The central theme of urologic cancer research is to improve the treatment outcomes of prostate and urothelial cancers through translational research. The long-term goal of the program is to reduce mortality for advanced prostate and urothelial cancers and improve outcomes for localized prostate and urothelial disease.
Research themes
We direct our research interests at three highly interactive research themes, including:
- Investigate mechanisms of drug resistance to current therapies — This theme builds on our extensive research into castration-resistant prostate cancer (CRPC), chemoresistance in urothelial cancer and the translation of laboratory discoveries into clinical trials. We study androgen regulation in detail, focusing on aberrant androgen receptor (AR) activation by kinases, transcription factors, cytokines, intracrine androgens, microRNAs and coregulators.
- Identify molecular targets and develop therapeutic approaches — This theme stems from our research on resistance mechanisms and deep sequencing of biopsy specimens to identify druggable genetic targets. Using a patient-derived xenograft platform, we evaluate treatment efficacy, investigate resistance and translate findings into precision cancer medicine.

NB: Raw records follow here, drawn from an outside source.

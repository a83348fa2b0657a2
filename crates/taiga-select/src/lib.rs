//! Model selection over forest ensembles.
//!
//! This crate drives [`taiga_forest`] through a metric-keyed grid search:
//! candidates are scored on out-of-bag predictions over a subsampled slice
//! of the data, the winner is refitted under a larger row bound, and the
//! procedure can repeat to build an ensemble whose members vote (with ties
//! broken toward earlier training labels) or average.
//!
//! [`EnsembleConfig`] is the entry point. Give it a metric name and data;
//! it derives the task mode from the metric and searches the stock grid
//! for that mode unless a custom [`FitStrategy`] is supplied.

pub mod ensemble;
pub mod error;
pub mod grid;
pub mod metrics;
mod parallel;
pub mod sampler;
pub mod vote;

pub use ensemble::{EnsembleConfig, FitStrategy, FittedEnsemble, SearchDetails};
pub use error::SelectError;
pub use grid::{GridResult, ParamGrid, SearchReport};
pub use metrics::{Fitness, Metric};
pub use sampler::maybe_subset;
pub use vote::{first_seen_labels, mean_vote, tiebreaking_vote};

- Improve outcomes for localized cancers — This theme focuses on symptom self-management, treatment decision support, sexual recovery, social support and wellness among patients living with localized genitourinary cancers.

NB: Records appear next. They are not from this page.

//! CSV feature-table loading for the command-line interface.

use std::path::{Path, PathBuf};

use tracing::{debug, info, instrument};

use taiga_forest::{Mode, Targets};

/// Errors from loading a CSV feature table.
#[derive(Debug, thiserror::Error)]
pub enum DatasetError {
    /// Returned when the input file does not exist or is unreadable.
    #[error("file not found: {path}")]
    FileNotFound {
        /// Path that was attempted.
        path: PathBuf,
        /// Underlying I/O error.
        source: std::io::Error,
    },

    /// Returned when the CSV parser encounters a malformed record.
    #[error("CSV parse error in {path} at byte offset {offset}")]
    CsvParse {
        /// Path to the CSV file.
        path: PathBuf,
        /// Byte offset where the error occurred.
        offset: u64,
        /// Underlying CSV error.
        source: csv::Error,
    },

    /// Returned when the header does not contain the requested target column.
    #[error("target column \"{column}\" not found in {path}")]
    MissingTargetColumn {
        /// Path to the CSV file.
        path: PathBuf,
        /// The requested target column name.
        column: String,
    },

    /// Returned when no columns remain after extracting the target.
    #[error("no feature columns in {path} besides target \"{column}\"")]
    NoFeatureColumns {
        /// Path to the CSV file.
        path: PathBuf,
        /// The requested target column name.
        column: String,
    },

    /// Returned when the CSV file contains a header but zero data rows.
    #[error("empty table (no data rows) in {path}")]
    EmptyTable {
        /// Path to the CSV file.
        path: PathBuf,
    },

    /// Returned when a data row has a different number of columns than the header.
    #[error("inconsistent row length in {path}: row {row_index} has {got} columns, expected {expected}")]
    InconsistentRowLength {
        /// Path to the CSV file.
        path: PathBuf,
        /// Zero-based row index (excluding header).
        row_index: usize,
        /// Expected number of columns (from header).
        expected: usize,
        /// Actual number of columns in this row.
        got: usize,
    },

    /// Returned when a cell value is NaN, Inf, or otherwise not a finite float.
    #[error("non-finite value in {path}: row {row_index}, column \"{column}\", raw value \"{raw}\"")]
    NonFiniteValue {
        /// Path to the CSV file.
        path: PathBuf,
        /// Zero-based row index (excluding header).
        row_index: usize,
        /// Name of the offending column.
        column: String,
        /// The raw string value that failed to parse.
        raw: String,
    },

    /// Returned when a classification target cell is not an integer.
    #[error("unparseable class label in {path}: row {row_index}, raw value \"{raw}\"")]
    BadLabel {
        /// Path to the CSV file.
        path: PathBuf,
        /// Zero-based row index (excluding header).
        row_index: usize,
        /// The raw string value that failed to parse.
        raw: String,
    },
}

/// A loaded feature table with its target column extracted.
#[derive(Debug)]
pub struct Table {
    /// Header names of the feature columns, in column order.
    pub feature_names: Vec<String>,
    /// Row-major feature matrix.
    pub features: Vec<Vec<f64>>,
    /// The target column, parsed according to the mode.
    pub targets: Targets,
}

/// Reads a feature table plus one target column from a CSV file.
///
/// Expected CSV format:
/// - Header row required; one column must match the target name
/// - Every non-target column is a numeric feature
/// - Classification targets must parse as integers, regression targets
///   as finite floats
///
/// # Errors
///
/// | Variant | Condition |
/// |---|---|
/// | [`DatasetError::FileNotFound`] | File doesn't exist or is unreadable |
/// | [`DatasetError::CsvParse`] | Malformed CSV record |
/// | [`DatasetError::MissingTargetColumn`] | Header lacks the target column |
/// | [`DatasetError::NoFeatureColumns`] | Only the target column, no features |
/// | [`DatasetError::EmptyTable`] | Zero data rows after header |
/// | [`DatasetError::InconsistentRowLength`] | Row has different column count than header |
/// | [`DatasetError::NonFiniteValue`] | Feature or regression cell is NaN, Inf, or unparseable |
/// | [`DatasetError::BadLabel`] | Classification cell is not an integer |
pub struct TableReader {
    path: PathBuf,
    target: String,
    mode: Mode,
}

impl TableReader {
    /// Create a new reader for the given CSV path, target column, and mode.
    pub fn new(path: &Path, target: &str, mode: Mode) -> Self {
        Self {
            path: path.to_path_buf(),
            target: target.to_string(),
            mode,
        }
    }

    /// Read and validate the CSV file, returning a [`Table`].
    #[instrument(skip(self), fields(path = %self.path.display(), target = %self.target))]
    pub fn read(&self) -> Result<Table, DatasetError> {
        // 1. Open file (FileNotFound on failure)
        let file = std::fs::File::open(&self.path).map_err(|e| DatasetError::FileNotFound {
            path: self.path.clone(),
            source: e,
        })?;

        // 2. Build CSV reader with headers.
        // flexible(true) allows rows with varying column counts so that our own
        // InconsistentRowLength check fires instead of a low-level CsvParse error.
        let mut rdr = csv::ReaderBuilder::new()
            .has_headers(true)
            .flexible(true)
            .from_reader(file);

        // 3. Read header, locate the target column, collect feature names
        let header = rdr.headers().map_err(|e| DatasetError::CsvParse {
            path: self.path.clone(),
            offset: e.position().map_or(0, |p| p.byte()),
            source: e,
        })?;
        let expected_cols = header.len();
        debug!(expected_cols, "read CSV header");

        let Some(target_col) = header.iter().position(|name| name == self.target) else {
            return Err(DatasetError::MissingTargetColumn {
                path: self.path.clone(),
                column: self.target.clone(),
            });
        };
        if expected_cols < 2 {
            return Err(DatasetError::NoFeatureColumns {
                path: self.path.clone(),
                column: self.target.clone(),
            });
        }

        let feature_names: Vec<String> = header
            .iter()
            .enumerate()
            .filter(|&(col, _)| col != target_col)
            .map(|(_, name)| name.to_string())
            .collect();

        // 4. Iterate rows with validation
        let mut features = Vec::new();
        let mut labels = Vec::new();
        let mut values = Vec::new();

        for (row_index, result) in rdr.records().enumerate() {
            let record = result.map_err(|e| DatasetError::CsvParse {
                path: self.path.clone(),
                offset: e.position().map_or(0, |p| p.byte()),
                source: e,
            })?;

            if record.len() != expected_cols {
                return Err(DatasetError::InconsistentRowLength {
                    path: self.path.clone(),
                    row_index,
                    expected: expected_cols,
                    got: record.len(),
                });
            }

            let mut row = Vec::with_capacity(feature_names.len());
            for (col, raw) in record.iter().enumerate() {
                if col == target_col {
                    match self.mode {
                        Mode::Classification => {
                            let label: i64 =
                                raw.parse().map_err(|_| DatasetError::BadLabel {
                                    path: self.path.clone(),
                                    row_index,
                                    raw: raw.to_string(),
                                })?;
                            labels.push(label);
                        }
                        Mode::Regression => {
                            let value = self.parse_finite(raw, row_index, &self.target)?;
                            values.push(value);
                        }
                    }
                } else {
                    let name = if col < target_col {
                        &feature_names[col]
                    } else {
                        &feature_names[col - 1]
                    };
                    row.push(self.parse_finite(raw, row_index, name)?);
                }
            }
            features.push(row);
        }

        // 5. Check for empty table
        if features.is_empty() {
            return Err(DatasetError::EmptyTable {
                path: self.path.clone(),
            });
        }

        let targets = match self.mode {
            Mode::Classification => Targets::Labels(labels),
            Mode::Regression => Targets::Values(values),
        };
        info!(
            n_samples = features.len(),
            n_features = feature_names.len(),
            "feature table loaded"
        );

        Ok(Table {
            feature_names,
            features,
            targets,
        })
    }

    fn parse_finite(&self, raw: &str, row_index: usize, column: &str) -> Result<f64, DatasetError> {
        let value: f64 = raw.parse().map_err(|_| DatasetError::NonFiniteValue {
            path: self.path.clone(),
            row_index,
            column: column.to_string(),
            raw: raw.to_string(),
        })?;
        if !value.is_finite() {
            return Err(DatasetError::NonFiniteValue {
                path: self.path.clone(),
                row_index,
                column: column.to_string(),
                raw: raw.to_string(),
            });
        }
        Ok(value)
    }
}

#[cfg(test)]
mod tests {
    use super::*;
    use std::io::Write;
    use tempfile::NamedTempFile;

    fn write_csv(content: &str) -> NamedTempFile {
        let mut f = NamedTempFile::new().unwrap();
        f.write_all(content.as_bytes()).unwrap();
        f.flush().unwrap();
        f
    }

    #[test]
    fn read_classification_table() {
        let csv = "x,y,label\n1.0,2.0,0\n3.0,4.0,1\n5.0,6.0,0\n";
        let f = write_csv(csv);
        let table = TableReader::new(f.path(), "label", Mode::Classification)
            .read()
            .unwrap();
        assert_eq!(table.feature_names, &["x", "y"]);
        assert_eq!(table.features.len(), 3);
        assert_eq!(table.features[1], vec![3.0, 4.0]);
        assert_eq!(table.targets, Targets::Labels(vec![0, 1, 0]));
    }

    #[test]
    fn target_column_in_the_middle() {
        let csv = "x,label,y\n1.0,7,2.0\n3.0,8,4.0\n";
        let f = write_csv(csv);
        let table = TableReader::new(f.path(), "label", Mode::Classification)
            .read()
            .unwrap();
        assert_eq!(table.feature_names, &["x", "y"]);
        assert_eq!(table.features[0], vec![1.0, 2.0]);
        assert_eq!(table.targets, Targets::Labels(vec![7, 8]));
    }

    #[test]
    fn read_regression_table() {
        let csv = "x,y,value\n1.0,2.0,0.5\n3.0,4.0,-1.5\n";
        let f = write_csv(csv);
        let table = TableReader::new(f.path(), "value", Mode::Regression)
            .read()
            .unwrap();
        assert_eq!(table.targets, Targets::Values(vec![0.5, -1.5]));
    }

    #[test]
    fn missing_target_column_error() {
        let csv = "x,y\n1.0,2.0\n";
        let f = write_csv(csv);
        let err = TableReader::new(f.path(), "label", Mode::Classification)
            .read()
            .unwrap_err();
        assert!(matches!(err, DatasetError::MissingTargetColumn { .. }));
    }

    #[test]
    fn no_feature_columns_error() {
        let csv = "label\n0\n1\n";
        let f = write_csv(csv);
        let err = TableReader::new(f.path(), "label", Mode::Classification)
            .read()
            .unwrap_err();
        assert!(matches!(err, DatasetError::NoFeatureColumns { .. }));
    }

    #[test]
    fn empty_table_error() {
        let csv = "x,label\n";
        let f = write_csv(csv);
        let err = TableReader::new(f.path(), "label", Mode::Classification)
            .read()
            .unwrap_err();
        assert!(matches!(err, DatasetError::EmptyTable { .. }));
    }

    #[test]
    fn inconsistent_row_length_error() {
        let csv = "x,y,label\n1.0,2.0,0\n3.0,1\n";
        let f = write_csv(csv);
        let err = TableReader::new(f.path(), "label", Mode::Classification)
            .read()
            .unwrap_err();
        assert!(matches!(
            err,
            DatasetError::InconsistentRowLength { row_index: 1, .. }
        ));
    }

    #[test]
    fn non_finite_feature_error() {
        let csv = "x,label\nNaN,0\n";
        let f = write_csv(csv);
        let err = TableReader::new(f.path(), "label", Mode::Classification)
            .read()
            .unwrap_err();
        assert!(matches!(err, DatasetError::NonFiniteValue { .. }));
    }

    #[test]
    fn float_label_error() {
        let csv = "x,label\n1.0,1.5\n";
        let f = write_csv(csv);
        let err = TableReader::new(f.path(), "label", Mode::Classification)
            .read()
            .unwrap_err();
        assert!(matches!(err, DatasetError::BadLabel { .. }));
    }

    #[test]
    fn non_finite_regression_target_error() {
        let csv = "x,value\n1.0,inf\n";
        let f = write_csv(csv);
        let err = TableReader::new(f.path(), "value", Mode::Regression)
            .read()
            .unwrap_err();
        assert!(matches!(err, DatasetError::NonFiniteValue { .. }));
    }
}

These themes use a translational approach that integrates preclinical models and clinical applications to develop mechanism-based treatments for prostate and urothelial cancers. The goal is to overcome resistance, optimize response and minimize toxicity. The department’s research programs foster collaboration and knowledge exchange with the prostate and urothelial cancer program at UC Davis Comprehensive Cancer Center.
In addition, we have an active cancer stem cell program focused on uncovering the mechanisms and biomarkers involved in cellular development. By studying the induction of human embryonic stem cells into specialized urothelial cells, we aim to advance bladder regeneration and gain critical insights into the origins of bladder cancer.

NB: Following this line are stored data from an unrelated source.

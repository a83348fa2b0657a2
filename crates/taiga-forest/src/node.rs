use std::fmt;

/// Zero-based feature column index.
#[derive(Debug, Clone, Copy, PartialEq, Eq, PartialOrd, Ord, Hash)]
pub struct FeatureIndex(usize);

impl FeatureIndex {
    /// Create a new feature index from a zero-based column position.
    pub(crate) fn new(index: usize) -> Self {
        Self(index)
    }

    /// Return the zero-based feature column index.
    #[must_use]
    pub fn index(self) -> usize {
        self.0
    }
}

impl fmt::Display for FeatureIndex {
    fn fmt(&self, f: &mut fmt::Formatter<'_>) -> fmt::Result {
        write!(f, "{}", self.0)
    }
}

/// Index into a `Vec<Node>` arena, identifying a specific node in a tree.
#[derive(Debug, Clone, Copy, PartialEq, Eq, PartialOrd, Ord, Hash)]
pub struct NodeIndex(usize);

impl NodeIndex {
    /// Create a new node index from a zero-based arena position.
    pub(crate) fn new(index: usize) -> Self {
        Self(index)
    }

    /// Return the zero-based arena index.
    #[must_use]
    pub fn index(self) -> usize {
        self.0
    }
}

impl fmt::Display for NodeIndex {
    fn fmt(&self, f: &mut fmt::Formatter<'_>) -> fmt::Result {
        write!(f, "{}", self.0)
    }
}

/// A node in a decision tree arena.
///
/// Trees are stored as `Vec<Node>` where children are referenced by
/// [`NodeIndex`] rather than pointers. The leaf payload `L` carries the
/// per-mode prediction: a class distribution for classification trees, a
/// mean target value for regression trees.
#[derive(Debug, Clone)]
pub enum Node<L> {
    /// An interior split node.
    Split {
        /// Feature used for the split.
        feature: FeatureIndex,
        /// Threshold value: samples with feature <= threshold go left.
        threshold: f64,
        /// Index of the left child node.
        left: NodeIndex,
        /// Index of the right child node.
        right: NodeIndex,
        /// Weighted decrease in impurity from this split.
        impurity_decrease: f64,
    },
    /// A terminal leaf node.
    Leaf(L),
}

impl<L> Node<L> {
    /// Return `true` if this node is a leaf.
    #[must_use]
    pub fn is_leaf(&self) -> bool {
        matches!(self, Node::Leaf(_))
    }
}
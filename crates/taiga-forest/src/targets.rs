//! Row-aligned training targets and model outputs.

/// Training targets, one entry per feature-matrix row.
///
/// Classification labels are arbitrary `i64` values; they do not need to be
/// contiguous or non-negative. The flat vector order is the row order.
#[derive(Debug, Clone, PartialEq)]
pub enum Targets {
    /// Class labels for classification training.
    Labels(Vec<i64>),
    /// Real values for regression training.
    Values(Vec<f64>),
}

impl Targets {
    /// Return the number of targets.
    #[must_use]
    pub fn len(&self) -> usize {
        match self {
            Targets::Labels(labels) => labels.len(),
            Targets::Values(values) => values.len(),
        }
    }

    /// Return `true` if there are no targets.
    #[must_use]
    pub fn is_empty(&self) -> bool {
        self.len() == 0
    }

    /// Short name of the variant, used in error messages.
    #[must_use]
    pub fn kind(&self) -> &'static str {
        match self {
            Targets::Labels(_) => "labels",
            Targets::Values(_) => "values",
        }
    }

    /// Return the labels if this is a classification target vector.
    #[must_use]
    pub fn as_labels(&self) -> Option<&[i64]> {
        match self {
            Targets::Labels(labels) => Some(labels),
            Targets::Values(_) => None,
        }
    }

    /// Return the values if this is a regression target vector.
    #[must_use]
    pub fn as_values(&self) -> Option<&[f64]> {
        match self {
            Targets::Labels(_) => None,
            Targets::Values(values) => Some(values),
        }
    }
}

/// Model outputs, one entry per input row.
///
/// Mirrors [`Targets`] so fitted outputs can be scored against recorded
/// training targets without conversion.
#[derive(Debug, Clone, PartialEq, serde::Serialize)]
#[serde(untagged)]
pub enum Predictions {
    /// Predicted class labels.
    Labels(Vec<i64>),
    /// Predicted real values.
    Values(Vec<f64>),
}

impl Predictions {
    /// Return the number of predictions.
    #[must_use]
    pub fn len(&self) -> usize {
        match self {
            Predictions::Labels(labels) => labels.len(),
            Predictions::Values(values) => values.len(),
        }
    }

    /// Return `true` if there are no predictions.
    #[must_use]
    pub fn is_empty(&self) -> bool {
        self.len() == 0
    }

    /// Short name of the variant, used in error messages.
    #[must_use]
    pub fn kind(&self) -> &'static str {
        match self {
            Predictions::Labels(_) => "labels",
            Predictions::Values(_) => "values",
        }
    }

    /// Return the predicted labels, if classification output.
    #[must_use]
    pub fn as_labels(&self) -> Option<&[i64]> {
        match self {
            Predictions::Labels(labels) => Some(labels),
            Predictions::Values(_) => None,
        }
    }

    /// Return the predicted values, if regression output.
    #[must_use]
    pub fn as_values(&self) -> Option<&[f64]> {
        match self {
            Predictions::Labels(_) => None,
            Predictions::Values(values) => Some(values),
        }
    }
}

Research Highlights and Major Discoveries
Our research team has made pioneering contributions to understanding and overcoming therapy resistance in advanced prostate cancer through discoveries that elucidate key mechanisms driving androgen receptor (AR) reactivation, metabolic adaptation and DNA damage repair. This work bridges fundamental biology and translational development, directly leading to multiple clinical trials and reshaping therapeutic strategies for castration-resistant prostate cancer.
A major focus of our research identified AKR1C3-mediated intracrine androgen synthesis as a major driver of resistance to enzalutamide and abiraterone. Our studies demonstrated that AKR1C3 upregulation restores AR signaling and that inhibition using NSAIDs or dual AR/AKR1C3 inhibitors (LX-1) re-sensitizes resistant tumors. Highlighted in Nature Reviews Urology (2015) and advanced to clinical trials (NCT02935205), this work established AKR1C3 as a clinically actionable target (Liu et al., Cancer Res. 2015; Ning et al., Cancer Res. 2024).
We also discovered that niclosamide, an anthelmintic drug, inhibits constitutively active AR splice variants such as AR-V7, restoring responsiveness to anti-androgens. This seminal finding (Clin Cancer Res. 2014) led to ongoing combination therapy trials (NCT02807805, NCT02532114). Our group further demonstrated that NF-κB2/p52 promotes AR-V7 expression and metabolic adaptation, identifying a key inflammatory-metabolic pathway in enzalutamide resistance (Nadiminty et al., Mol Cancer Ther. 2013, 2015).
Beyond hormonal resistance, our team revealed BCB1-mediated drug efflux as a critical mechanism of docetaxel resistance, showing that antiandrogens inhibit ABCB1 and reverse taxane cross-resistance (Clin Cancer Res. 2015; Mol Cancer Ther. 2017). Most recently, we defined mitochondrial metabolic reprogramming as a mechanism of PARP inhibitor (PARPi) resistance. Our group found that olaparib-resistant cells exhibit enhanced oxidative phosphorylation and upregulation of PINK1 and NDUFS4. Suppressing these regulators — genetically or via the novel molecule ARVib-7 — induces ferroptotic stress and restores PARPi sensitivity (Lombard et al., Mol Cancer Ther. 2022; Schaaf et al., Cancers 2023, Cancer Research Comm, 2024).